The California commute and its adverse implications for health status
Lancaster is also hoping to make its communities more pedestrian-friendly. Last month, the City Council revised its residential zoning ordinance to provide incentives for infill development and to require developers to include pedestrian and bicycle connections to nearby amenities.
Lancaster Mayor R. Rex Parris said residents’ long commutes concern him, adding that he knows hundreds of families who endure debilitating treks to the office.
“The mother and father spend most of their productive hours on the freeway,” Parris said. “It’s just not a good way to live.”
Parris is right. It’s not only not a good way to live, research indicates the daily commute has adverse health implications. The Antelope Valley is located in California, an automobile-driven state noted for having some of the longest and most congested commutes in the United States, with the San Francisco Bay Area and Silicon Valley leading the nation in so-called “super commutes.”
The state recently formed a Let’s Get Healthy California task force made up of the Golden State’s top health experts.

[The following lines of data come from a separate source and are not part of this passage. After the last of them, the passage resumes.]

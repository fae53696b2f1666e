/// Mergington: extracurricular activity signup service
///
/// Main entry point for the Mergington server. Loads configuration, seeds the
/// activity catalog and starts the HTTP server.

use mergington::{config::Config, server::start_server};

/// Application entry point
///
/// The server provides:
/// - Activity listing at /activities
/// - Enrollment at /activities/{name}/signup and /activities/{name}/unregister
/// - Landing page under /static (GET / redirects there)
/// - Health check at /healthz
#[tokio::main]
async fn main() -> Result<(), Box<dyn std::error::Error>> {
    // Load configuration (defaults to 0.0.0.0:8000 and a local SQLite file)
    let config = Config::default();

    start_server(config).await?;

    Ok(())
}
//! Cache Statistics Module
//!
//! Tracks operation counters and produces serializable snapshots.

use std::sync::atomic::{AtomicU64, Ordering};

use chrono::{DateTime, Utc};
use serde::Serialize;

use crate::eviction::EvictionKind;

// == Cache Counters ==
/// Live operation counters owned by a cache store.
///
/// Counters only grow. Increments are relaxed atomics: exact in
/// single-threaded use, approximate while other threads are mutating.
#[derive(Debug, Default)]
pub struct CacheCounters {
    puts: AtomicU64,
    gets: AtomicU64,
    hits: AtomicU64,
    misses: AtomicU64,
    evictions: AtomicU64,
}

impl CacheCounters {
    // == Constructor ==
    /// Creates counters starting at zero.
    pub fn new() -> Self {
        Self::default()
    }

    pub fn record_put(&self) {
        self.puts.fetch_add(1, Ordering::Relaxed);
    }

    /// Records a lookup and whether it hit.
    pub fn record_get(&self, hit: bool) {
        self.gets.fetch_add(1, Ordering::Relaxed);
        if hit {
            self.hits.fetch_add(1, Ordering::Relaxed);
        } else {
            self.misses.fetch_add(1, Ordering::Relaxed);
        }
    }

    pub fn record_evictions(&self, count: u64) {
        self.evictions.fetch_add(count, Ordering::Relaxed);
    }

    // == Snapshot ==
    /// Copies the counters into a [`CacheStats`].
    pub fn snapshot(&self, entries: usize, max_size: usize, eviction: EvictionKind) -> CacheStats {
        CacheStats {
            puts: self.puts.load(Ordering::Relaxed),
            gets: self.gets.load(Ordering::Relaxed),
            hits: self.hits.load(Ordering::Relaxed),
            misses: self.misses.load(Ordering::Relaxed),
            evictions: self.evictions.load(Ordering::Relaxed),
            entries,
            max_size,
            eviction,
            captured_at: Utc::now(),
        }
    }
}

// == Cache Stats ==
/// Point-in-time view of cache performance.
#[derive(Debug, Clone, Serialize)]
pub struct CacheStats {
    /// Number of put operations, overwrites included
    pub puts: u64,
    /// Number of counted lookups
    pub gets: u64,
    /// Lookups that found the key
    pub hits: u64,
    /// Lookups that did not find the key
    pub misses: u64,
    /// Entries removed by eviction
    pub evictions: u64,
    /// Entries present when the snapshot was taken
    pub entries: usize,
    /// Configured capacity
    pub max_size: usize,
    /// Active eviction policy
    pub eviction: EvictionKind,
    /// When the snapshot was taken
    pub captured_at: DateTime<Utc>,
}

impl CacheStats {
    // == Hit Rate ==
    /// Calculates the cache hit rate.
    ///
    /// Returns hits / (hits + misses), or 0.0 if no requests have been made.
    pub fn hit_rate(&self) -> f64 {
        let total = self.hits + self.misses;
        if total == 0 {
            0.0
        } else {
            self.hits as f64 / total as f64
        }
    }
}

Inexplicably given that commuting is such a big part of Californians’ daily lives, the role of commuting and its adverse affect on health is not discussed anywhere in the task force’s final report. As Mayor Parris implies, if residents are spending all their daily hours working and commuting, once they get home they aren’t going to have time or energy to get the exercise they need for maintaining good health on the pedestrian and bike trails that his city envisions.

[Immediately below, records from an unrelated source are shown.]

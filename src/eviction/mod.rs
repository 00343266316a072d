//! Eviction Module
//!
//! Pluggable policies deciding which keys leave the cache when space is needed.
//!
//! A strategy is a shadow index of store membership: it tracks exactly the keys
//! present in the store and only ranks them. The store notifies it of every
//! put, hit, removal and clear, and asks it for victims when it must shrink.

mod fifo;
mod lfu;
mod lru;
mod random;

use std::fmt;
use std::hash::Hash;
use std::str::FromStr;

use serde::{Deserialize, Serialize};

use crate::error::{CacheError, Result};

pub use fifo::FifoEviction;
pub use lfu::LfuEviction;
pub use lru::LruEviction;
pub use random::RandomEviction;

// == Eviction Strategy Trait ==
/// Ranking policy consulted by the cache store.
///
/// Notifications for keys the strategy does not track are ignored.
pub trait EvictionStrategy<K>: Send {
    /// Begins tracking `key`, or refreshes it if already tracked.
    fn notify_put(&mut self, key: &K);

    /// Records a cache hit on `key`.
    fn notify_get(&mut self, key: &K);

    /// Stops tracking `key`.
    fn notify_remove(&mut self, key: &K);

    /// Drops all tracking state.
    fn notify_clear(&mut self);

    /// Selects exactly `count` distinct keys to evict and stops tracking them.
    ///
    /// Fails with [`CacheError::CapacityViolation`] when `count` exceeds the
    /// number of tracked keys; nothing is removed in that case.
    fn next_victims(&mut self, count: usize) -> Result<Vec<K>>;

    /// Number of tracked keys.
    fn len(&self) -> usize;

    fn is_empty(&self) -> bool {
        self.len() == 0
    }

    /// Checks if a key is being tracked.
    fn contains(&self, key: &K) -> bool;

    /// Which policy this is.
    fn kind(&self) -> EvictionKind;
}

/// Rejects a victim request larger than the tracked set.
pub(crate) fn check_victim_count(requested: usize, tracked: usize) -> Result<()> {
    if requested > tracked {
        return Err(CacheError::CapacityViolation { requested, tracked });
    }
    Ok(())
}

// == Eviction Kind ==
/// Selectable eviction policies.
#[derive(Debug, Clone, Copy, Default, PartialEq, Eq, Hash, Serialize, Deserialize)]
#[serde(rename_all = "lowercase")]
pub enum EvictionKind {
    /// First in, first out
    Fifo,
    /// Least recently used
    #[default]
    Lru,
    /// Least frequently used
    Lfu,
    /// Uniformly random
    Random,
}

impl EvictionKind {
    /// Builds a fresh strategy of this kind for a cache of `capacity` elements.
    pub fn build<K>(self, capacity: usize) -> Box<dyn EvictionStrategy<K>>
    where
        K: Eq + Hash + Clone + Send + 'static,
    {
        match self {
            EvictionKind::Fifo => Box::new(FifoEviction::with_capacity(capacity)),
            EvictionKind::Lru => Box::new(LruEviction::with_capacity(capacity)),
            EvictionKind::Lfu => Box::new(LfuEviction::with_capacity(capacity)),
            EvictionKind::Random => Box::new(RandomEviction::with_capacity(capacity)),
        }
    }

    pub fn as_str(&self) -> &'static str {
        match self {
            EvictionKind::Fifo => "fifo",
            EvictionKind::Lru => "lru",
            EvictionKind::Lfu => "lfu",
            EvictionKind::Random => "random",
        }
    }
}

impl fmt::Display for EvictionKind {
    fn fmt(&self, f: &mut fmt::Formatter<'_>) -> fmt::Result {
        f.write_str(self.as_str())
    }
}

impl FromStr for EvictionKind {
    type Err = CacheError;

    fn from_str(s: &str) -> Result<Self> {
        match s.trim().to_ascii_lowercase().as_str() {
            "fifo" => Ok(EvictionKind::Fifo),
            "lru" => Ok(EvictionKind::Lru),
            "lfu" => Ok(EvictionKind::Lfu),
            "random" => Ok(EvictionKind::Random),
            other => Err(CacheError::InvalidConfig(format!(
                "unknown eviction strategy '{}'",
                other
            ))),
        }
    }
}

Ironically, while Silicon Valley companies produce some of the longest and worst commutes, they have also innovated much of today’s modern information and communications technology that allows those who perform knowledge and information work to get their work done from their communities. It’s absurd Californians would jeopardize their health to drive hours each day to use a computer and telephone in some distant centralized office. And it’s a major oversight this was not addressed by the Let’s Get Healthy California task force.